In contrast, very persistent pesticides may have other properties which limit their potential for movement throughout the environment. many of the chlorinated hydrocarbon pesticides are very persistent and slow to break down but are also water-soluble and tend not to move down through the soil into groundwater.
They can, however, pose problems in other ways since they remain on the surface for a long time where they may be subject to run-off and possible evaporation. Even if they are not very volatile, the tremendously long time they persist can lead, over time, to measurable concentrations moving through the atmosphere and accumulating in remote areas.
Living organisms may also play a significant role in the movement of pesticides in the environment. This is particularly important for pesticides which can accumulate in living creatures.
An example to illustrate this accumulation is the uptake of a very water-soluble pesticide by a creature living in water.
Since this pesticide is stored in the organism, the pesticide accumulates and levels increase over time.
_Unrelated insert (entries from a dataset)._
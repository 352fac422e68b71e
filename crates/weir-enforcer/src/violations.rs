//! Locally-held violation state fed by the policy channel.
//!
//! Three tables:
//! - rate violations: `"user_<VERB>" → second → users`, entries rejected
//!   for the second they name and discarded a few seconds later,
//! - reqs-block: an active flag per user with a short grace window, so
//!   a silent generator lets blocks expire instead of wedging users,
//! - throttle state per direction, driving the shaper's policy-slowdown
//!   mode.

use crate::time::US_PER_SEC;
use dashmap::DashMap;
use std::collections::{BTreeMap, HashSet};
use std::sync::{PoisonError, RwLock};
use weir_model::{Direction, UserKey};
use weir_proto::Policy;

/// Rate-map entries older than this many seconds are purged on touch.
const RATE_RETENTION_SECS: u64 = 3;

/// An unrefreshed reqs-block expires after this many seconds.
const BLOCK_GRACE_SECS: u64 = 2;

/// Snapshot of one user's policy-slowdown state in one direction.
#[derive(Clone, Copy, Debug, PartialEq)]
pub struct ThrottleState {
	/// When the violation was stamped by the generator.
	pub received_epoch_us: u64,
	/// Microsecond offset within the stamped second.
	pub elapsed_us_in_epoch: u64,
	/// observed/granted at the generator; > 1 means running ahead.
	pub diff_ratio: f64,
	/// Ratio from the previous update, for the jitter condition.
	pub prev_diff_ratio: f64,
}

impl ThrottleState {
	#[must_use]
	pub const fn received_epoch_sec(&self) -> u64 {
		self.received_epoch_us / US_PER_SEC
	}
}

pub struct ViolationTables {
	rate: RwLock<BTreeMap<String, BTreeMap<u64, HashSet<UserKey>>>>,
	reqs_block: DashMap<UserKey, u64>,
	throttle: [DashMap<UserKey, ThrottleState>; 2],
}

impl ViolationTables {
	#[must_use]
	pub fn new() -> Self {
		Self {
			rate: RwLock::new(BTreeMap::new()),
			reqs_block: DashMap::new(),
			throttle: [DashMap::new(), DashMap::new()],
		}
	}

	/// Route one policy into the tables. `LimitShare` is not handled
	/// here; the caller applies it to the user limit table.
	pub fn ingest(&self, policy: &Policy, now_sec: u64) {
		match policy {
			Policy::RateViolation { ts_usec, verb, users } => {
				self.ingest_rate(*ts_usec, verb, users, now_sec);
			}
			Policy::BandwidthViolation { ts_usec, dir, entries } => {
				for (user, ratio) in entries {
					self.set_throttle(user, *dir, *ts_usec, ratio.unwrap_or(1.0));
				}
			}
			Policy::ReqsBlock { users } => {
				for user in users {
					self.reqs_block.insert(user.clone(), now_sec);
				}
			}
			Policy::ReqsUnblock { users } => {
				for user in users {
					self.reqs_block.remove(user);
				}
			}
			Policy::LimitShare { .. } => {}
		}
	}

	fn ingest_rate(&self, ts_usec: u64, verb: &str, users: &[UserKey], now_sec: u64) {
		let sec = ts_usec / US_PER_SEC;
		if sec < now_sec {
			tracing::debug!(verb, sec, now_sec, "dropping rate violation for a past second");
			return;
		}
		let mut rate = self.rate.write().unwrap_or_else(PoisonError::into_inner);
		let buckets = rate.entry(format!("user_{verb}")).or_default();
		buckets.retain(|s, _| s + RATE_RETENTION_SECS >= now_sec);
		buckets.entry(sec).or_default().extend(users.iter().cloned());
	}

	/// Is `user` named in a rate violation for `key` in this second?
	/// `key` is the map key form (`user_GET`, `user_LISTBUCKETS`, ...).
	#[must_use]
	pub fn rate_violated(&self, key: &str, user: &UserKey, now_sec: u64) -> bool {
		let rate = self.rate.read().unwrap_or_else(PoisonError::into_inner);
		rate.get(key).and_then(|buckets| buckets.get(&now_sec)).is_some_and(|users| users.contains(user))
	}

	/// Is `user` blocked for excessive concurrency? Expires by itself
	/// once the generator stops refreshing it.
	#[must_use]
	pub fn reqs_blocked(&self, user: &UserKey, now_sec: u64) -> bool {
		match self.reqs_block.get(user) {
			Some(stamp) => *stamp + BLOCK_GRACE_SECS > now_sec,
			None => false,
		}
	}

	pub fn set_throttle(&self, user: &UserKey, dir: Direction, ts_usec: u64, diff_ratio: f64) {
		let table = &self.throttle[dir.index()];
		let prev = table.get(user).map_or(diff_ratio, |s| s.diff_ratio);
		table.insert(
			user.clone(),
			ThrottleState {
				received_epoch_us: ts_usec,
				elapsed_us_in_epoch: ts_usec % US_PER_SEC,
				diff_ratio,
				prev_diff_ratio: prev,
			},
		);
	}

	#[must_use]
	pub fn throttle_state(&self, user: &UserKey, dir: Direction) -> Option<ThrottleState> {
		self.throttle[dir.index()].get(user).map(|s| *s)
	}

	/// Like [`Self::throttle_state`], but drops entries whose back-off
	/// window has fully elapsed so the tables track only live slowdowns.
	pub fn touch_throttle(&self, user: &UserKey, dir: Direction, now_us: u64, backoff_window_secs: u64) -> Option<ThrottleState> {
		let state = self.throttle_state(user, dir)?;
		if (now_us / US_PER_SEC).saturating_sub(state.received_epoch_sec()) >= backoff_window_secs {
			self.throttle[dir.index()].remove(user);
			return None;
		}
		Some(state)
	}
}

impl Default for ViolationTables {
	fn default() -> Self {
		Self::new()
	}
}

#[cfg(test)]
mod tests {
	use super::*;

	fn user(key: &str) -> UserKey {
		UserKey::from_wire(key).unwrap()
	}

	fn rate_policy(ts_usec: u64, verb: &str, keys: &[&str]) -> Policy {
		Policy::RateViolation {
			ts_usec,
			verb: verb.to_string(),
			users: keys.iter().map(|k| user(k)).collect(),
		}
	}

	#[test]
	fn test_rate_violation_hits_its_second_only() {
		let t = ViolationTables::new();
		let now = 1_000;
		t.ingest(&rate_policy(1_000 * US_PER_SEC + 250_000, "GET", &["common"]), now);

		assert!(t.rate_violated("user_GET", &user("common"), 1_000));
		assert!(!t.rate_violated("user_GET", &user("common"), 1_001));
		assert!(!t.rate_violated("user_PUT", &user("common"), 1_000));
		assert!(!t.rate_violated("user_GET", &user("OTHERUSER"), 1_000));
	}

	#[test]
	fn test_stale_rate_violation_is_dropped() {
		let t = ViolationTables::new();
		t.ingest(&rate_policy(999 * US_PER_SEC, "GET", &["common"]), 1_000);
		assert!(!t.rate_violated("user_GET", &user("common"), 1_000));
	}

	#[test]
	fn test_old_rate_buckets_purge_on_touch() {
		let t = ViolationTables::new();
		t.ingest(&rate_policy(1_000 * US_PER_SEC, "GET", &["common"]), 1_000);
		// A later ingest for the same verb purges seconds beyond retention.
		t.ingest(&rate_policy(1_010 * US_PER_SEC, "GET", &["OTHERUSER"]), 1_010);
		let rate = t.rate.read().unwrap();
		assert!(!rate.get("user_GET").unwrap().contains_key(&1_000));
	}

	#[test]
	fn test_reqs_block_expires_after_grace() {
		let t = ViolationTables::new();
		t.ingest(&Policy::ReqsBlock { users: vec![user("common")] }, 500);
		assert!(t.reqs_blocked(&user("common"), 500));
		assert!(t.reqs_blocked(&user("common"), 501));
		assert!(!t.reqs_blocked(&user("common"), 502));
	}

	#[test]
	fn test_block_then_unblock_within_grace() {
		let t = ViolationTables::new();
		t.ingest(&Policy::ReqsBlock { users: vec![user("common")] }, 500);
		t.ingest(&Policy::ReqsUnblock { users: vec![user("common")] }, 500);
		assert!(!t.reqs_blocked(&user("common"), 500));
	}

	#[test]
	fn test_throttle_state_preserves_previous_ratio() {
		let t = ViolationTables::new();
		let u = user("common");
		t.set_throttle(&u, Direction::Dwn, 5 * US_PER_SEC, 2.0);
		t.set_throttle(&u, Direction::Dwn, 6 * US_PER_SEC, 1.2);

		let state = t.throttle_state(&u, Direction::Dwn).unwrap();
		assert_eq!(state.diff_ratio, 1.2);
		assert_eq!(state.prev_diff_ratio, 2.0);
		assert_eq!(state.received_epoch_sec(), 6);
		assert!(t.throttle_state(&u, Direction::Up).is_none());
	}

	#[test]
	fn test_bandwidth_violation_defaults_missing_ratio() {
		let t = ViolationTables::new();
		t.ingest(
			&Policy::BandwidthViolation {
				ts_usec: 7 * US_PER_SEC,
				dir: Direction::Up,
				entries: vec![(user("common"), None)],
			},
			7,
		);
		let state = t.throttle_state(&user("common"), Direction::Up).unwrap();
		assert_eq!(state.diff_ratio, 1.0);
	}
}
If this organism is eaten by a higher organism which can also store this pesticide, levels can reach higher values in the higher organism than is rpesent in the water in which it lives.
Levels in fish, for example, can ne tens to hundreds of thousands of times greater than ambient water levels of the same pesticide. This type of accumulation is called bioaccumulation, which is a phenomenon by which the concentration of a chemical is increased in successive steps of a food chain, with the danger that some species, especially the ones highest in the series, will be injured by the compound.
A classical example of this injury is the population decline of fish-eating birds cause by reproductive failure as we as the thinning of the eggshells of these birds caused by organochlorine insecticides.
Similarly, it should be remembered that humans are at the top of the food chain and may be exposed to these high levels when we eat animal-based foods which have bioaccumulated pesticides and other organic chemicals. Apart from fish, domestic animals too can be accumulators of pesticides. Therefore, caremust be taken in the use of pesticides in agricultural activities.
On a final note, the release of pesticides into the environment may be followed by a complex series of events which can transport the pesticide through air or water, into the ground or even living organism. The most important route of distribution and the extent of distribution are different for each pesticide. It will depend on the formulation of the pesticide and how and when it is released.
Despite this complexity, it is possible to identify situations that can pose concern and to try to minimise them. However, there are significant gaps in the knowledge of pesticide movement in the environment. So it is best to minimise unnecessary release of pesticide into the environment. The fewer pesticides that are unnecessarily released, the safer our environment will be.
The writer is a pharmacist and head of the Toxicology Laboratory at the Officer at the National Poison Centre, Universiti Sains Malaysia, Penang.